TO DO: When the string "struct" is part of a line below, that line should be copied.

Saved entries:
⟨
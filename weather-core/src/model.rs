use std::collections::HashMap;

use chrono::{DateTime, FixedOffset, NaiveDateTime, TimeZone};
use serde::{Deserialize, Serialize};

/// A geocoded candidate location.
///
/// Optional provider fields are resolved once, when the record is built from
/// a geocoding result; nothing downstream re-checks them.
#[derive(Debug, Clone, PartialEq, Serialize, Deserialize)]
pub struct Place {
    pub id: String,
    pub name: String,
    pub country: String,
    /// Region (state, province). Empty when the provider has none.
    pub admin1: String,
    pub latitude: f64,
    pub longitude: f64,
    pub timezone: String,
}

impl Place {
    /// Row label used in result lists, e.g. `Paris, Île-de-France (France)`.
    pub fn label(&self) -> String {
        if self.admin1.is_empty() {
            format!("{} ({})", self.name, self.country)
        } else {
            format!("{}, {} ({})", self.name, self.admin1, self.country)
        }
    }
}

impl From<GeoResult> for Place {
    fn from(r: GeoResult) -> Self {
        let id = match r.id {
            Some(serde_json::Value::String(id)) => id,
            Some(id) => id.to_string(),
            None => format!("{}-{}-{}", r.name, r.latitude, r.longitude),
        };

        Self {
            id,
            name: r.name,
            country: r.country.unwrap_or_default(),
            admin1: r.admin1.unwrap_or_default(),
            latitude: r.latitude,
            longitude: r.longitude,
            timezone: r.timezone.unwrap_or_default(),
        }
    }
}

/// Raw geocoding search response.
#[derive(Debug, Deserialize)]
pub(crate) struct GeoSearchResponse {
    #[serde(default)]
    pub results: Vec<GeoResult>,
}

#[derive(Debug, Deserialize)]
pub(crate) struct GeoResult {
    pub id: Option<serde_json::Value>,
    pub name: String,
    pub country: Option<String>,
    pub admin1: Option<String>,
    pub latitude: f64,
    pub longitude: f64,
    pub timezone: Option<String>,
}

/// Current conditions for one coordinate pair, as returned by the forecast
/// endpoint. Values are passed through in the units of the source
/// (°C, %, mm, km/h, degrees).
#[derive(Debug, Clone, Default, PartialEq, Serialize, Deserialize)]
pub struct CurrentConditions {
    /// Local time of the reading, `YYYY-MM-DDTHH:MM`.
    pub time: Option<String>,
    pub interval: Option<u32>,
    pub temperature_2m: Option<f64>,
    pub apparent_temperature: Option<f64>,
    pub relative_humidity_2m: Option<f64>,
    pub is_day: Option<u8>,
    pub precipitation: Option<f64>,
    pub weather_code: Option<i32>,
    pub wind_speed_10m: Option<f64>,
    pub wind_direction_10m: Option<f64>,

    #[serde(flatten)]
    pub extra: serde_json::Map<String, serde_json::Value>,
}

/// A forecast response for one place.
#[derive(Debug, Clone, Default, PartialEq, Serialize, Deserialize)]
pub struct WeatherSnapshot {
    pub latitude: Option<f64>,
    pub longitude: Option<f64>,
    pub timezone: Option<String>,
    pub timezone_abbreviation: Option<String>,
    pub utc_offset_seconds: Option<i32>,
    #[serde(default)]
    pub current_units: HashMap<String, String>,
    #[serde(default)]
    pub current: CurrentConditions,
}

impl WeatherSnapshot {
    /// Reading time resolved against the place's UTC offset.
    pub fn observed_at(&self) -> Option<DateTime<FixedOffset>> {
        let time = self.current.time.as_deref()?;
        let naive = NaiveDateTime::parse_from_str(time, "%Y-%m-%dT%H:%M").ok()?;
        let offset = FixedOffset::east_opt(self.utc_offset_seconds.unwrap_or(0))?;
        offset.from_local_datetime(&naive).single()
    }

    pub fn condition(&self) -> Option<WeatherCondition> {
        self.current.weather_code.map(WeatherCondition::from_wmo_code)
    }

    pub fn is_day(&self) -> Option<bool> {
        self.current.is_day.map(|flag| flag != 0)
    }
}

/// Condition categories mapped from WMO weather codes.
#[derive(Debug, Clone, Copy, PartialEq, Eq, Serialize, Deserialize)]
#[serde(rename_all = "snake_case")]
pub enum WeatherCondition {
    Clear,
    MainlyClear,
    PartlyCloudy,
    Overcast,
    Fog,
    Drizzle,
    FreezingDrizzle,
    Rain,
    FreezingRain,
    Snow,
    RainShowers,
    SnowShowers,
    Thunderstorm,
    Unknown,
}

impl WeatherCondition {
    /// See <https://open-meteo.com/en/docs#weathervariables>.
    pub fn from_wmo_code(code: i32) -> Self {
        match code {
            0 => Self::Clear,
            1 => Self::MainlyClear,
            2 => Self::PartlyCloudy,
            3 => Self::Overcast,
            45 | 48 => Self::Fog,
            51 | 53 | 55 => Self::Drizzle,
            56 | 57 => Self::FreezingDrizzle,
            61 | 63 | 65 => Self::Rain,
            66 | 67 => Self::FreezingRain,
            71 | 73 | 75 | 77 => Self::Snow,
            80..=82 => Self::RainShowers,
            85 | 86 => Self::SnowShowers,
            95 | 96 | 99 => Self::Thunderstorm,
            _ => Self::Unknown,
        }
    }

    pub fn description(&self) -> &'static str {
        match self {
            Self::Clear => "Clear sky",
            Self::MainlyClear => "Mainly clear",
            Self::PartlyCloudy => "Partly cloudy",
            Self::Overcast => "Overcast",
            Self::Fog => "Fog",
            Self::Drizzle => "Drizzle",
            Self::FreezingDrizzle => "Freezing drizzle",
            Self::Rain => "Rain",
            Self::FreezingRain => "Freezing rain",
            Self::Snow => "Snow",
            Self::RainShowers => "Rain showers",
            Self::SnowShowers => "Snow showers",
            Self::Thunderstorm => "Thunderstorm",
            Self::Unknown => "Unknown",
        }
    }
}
⟩
⟨
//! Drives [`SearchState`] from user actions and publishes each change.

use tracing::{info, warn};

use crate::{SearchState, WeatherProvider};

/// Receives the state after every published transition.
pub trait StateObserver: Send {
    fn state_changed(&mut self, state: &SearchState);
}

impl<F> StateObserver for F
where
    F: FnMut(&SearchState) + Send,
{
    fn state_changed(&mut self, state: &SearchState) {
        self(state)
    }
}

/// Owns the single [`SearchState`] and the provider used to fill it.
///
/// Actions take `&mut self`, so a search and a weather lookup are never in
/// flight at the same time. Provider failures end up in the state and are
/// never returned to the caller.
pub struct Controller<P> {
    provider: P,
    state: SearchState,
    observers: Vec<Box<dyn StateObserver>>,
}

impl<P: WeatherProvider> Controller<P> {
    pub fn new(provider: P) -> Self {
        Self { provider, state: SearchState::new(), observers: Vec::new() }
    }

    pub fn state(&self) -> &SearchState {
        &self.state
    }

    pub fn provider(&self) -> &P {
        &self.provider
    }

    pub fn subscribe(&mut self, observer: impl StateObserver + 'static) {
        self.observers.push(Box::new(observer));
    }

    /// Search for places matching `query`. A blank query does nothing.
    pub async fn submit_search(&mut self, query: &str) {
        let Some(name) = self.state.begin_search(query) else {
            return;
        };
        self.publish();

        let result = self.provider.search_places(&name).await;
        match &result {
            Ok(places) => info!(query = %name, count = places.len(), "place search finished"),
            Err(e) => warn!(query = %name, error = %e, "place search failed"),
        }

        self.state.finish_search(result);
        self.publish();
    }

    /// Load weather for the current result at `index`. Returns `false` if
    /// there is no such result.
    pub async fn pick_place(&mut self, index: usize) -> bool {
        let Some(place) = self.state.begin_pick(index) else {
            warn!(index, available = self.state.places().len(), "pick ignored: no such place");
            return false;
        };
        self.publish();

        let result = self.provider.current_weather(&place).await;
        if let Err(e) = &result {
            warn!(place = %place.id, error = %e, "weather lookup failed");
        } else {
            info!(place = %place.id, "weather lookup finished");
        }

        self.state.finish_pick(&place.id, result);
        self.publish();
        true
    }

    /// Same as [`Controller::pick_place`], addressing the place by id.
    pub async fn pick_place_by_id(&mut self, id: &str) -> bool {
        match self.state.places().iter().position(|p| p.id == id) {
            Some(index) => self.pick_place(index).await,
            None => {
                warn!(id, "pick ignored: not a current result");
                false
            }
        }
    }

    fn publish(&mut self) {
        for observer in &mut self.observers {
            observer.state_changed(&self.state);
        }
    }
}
⟩
RESPONSE TO THIS EXERCISE:
pub struct Place {
pub(crate) struct GeoSearchResponse {
pub(crate) struct GeoResult {
pub struct CurrentConditions {
pub struct WeatherSnapshot {
pub struct Controller<P> {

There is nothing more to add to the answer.